Segment Open

//! Shared types for the conversation core.

pub mod errors;
pub mod events;

pub use errors::{ChatError, ChatResult};
pub use events::ReadEvent;
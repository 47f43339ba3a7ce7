//! Repository for user notifications.

use async_trait::async_trait;
use chrono::Utc;
use sqlx::SqlitePool;
use tracing::info;

use super::NotificationStore;
use crate::entities::Notification;
use crate::types::ChatResult;

#[derive(Clone)]
pub struct NotificationRepository {
    pool: SqlitePool,
}

impl NotificationRepository {
    pub fn new(pool: SqlitePool) -> Self {
        Self { pool }
    }

    pub async fn create(&self, user_id: i64, kind: &str, title: &str, body: &str) -> ChatResult<Notification> {
        let now = Utc::now().to_rfc3339();

        let id = sqlx::query(
            "INSERT INTO notifications (user_id, type, title, body, read, created_at) VALUES (?, ?, ?, ?, 0, ?)",
        )
        .bind(user_id)
        .bind(kind)
        .bind(title)
        .bind(body)
        .bind(&now)
        .execute(&self.pool)
        .await?
        .last_insert_rowid();

        Ok(Notification {
            id,
            user_id,
            kind: kind.to_owned(),
            title: title.to_owned(),
            body: body.to_owned(),
            read: false,
            created_at: now,
        })
    }

    /// Notifications for a user, newest first
    pub async fn find_by_user_id(&self, user_id: i64, limit: u32) -> ChatResult<Vec<Notification>> {
        let notifications = sqlx::query_as::<_, Notification>(
            "SELECT id, user_id, type, title, body, read, created_at
             FROM notifications WHERE user_id = ? ORDER BY id DESC LIMIT ?",
        )
        .bind(user_id)
        .bind(limit as i64)
        .fetch_all(&self.pool)
        .await?;

        Ok(notifications)
    }
}

#[async_trait]
impl NotificationStore for NotificationRepository {
    async fn mark_all_read(&self, user_id: i64) -> ChatResult<u64> {
        let result = sqlx::query("UPDATE notifications SET read = 1 WHERE user_id = ? AND read = 0")
            .bind(user_id)
            .execute(&self.pool)
            .await?;

        let updated = result.rows_affected();
        info!(user_id, updated, "marked notifications read");
        Ok(updated)
    }
}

Segment Closed

_Task goal_: I need each line from the listing where the word "body" occurs.

_Finished exercise_:
    pub async fn create(&self, user_id: i64, kind: &str, title: &str, body: &str) -> ChatResult<Notification> {
            "INSERT INTO notifications (user_id, type, title, body, read, created_at) VALUES (?, ?, ?, ?, 0, ?)",
        .bind(body)
            body: body.to_owned(),
            "SELECT id, user_id, type, title, body, read, created_at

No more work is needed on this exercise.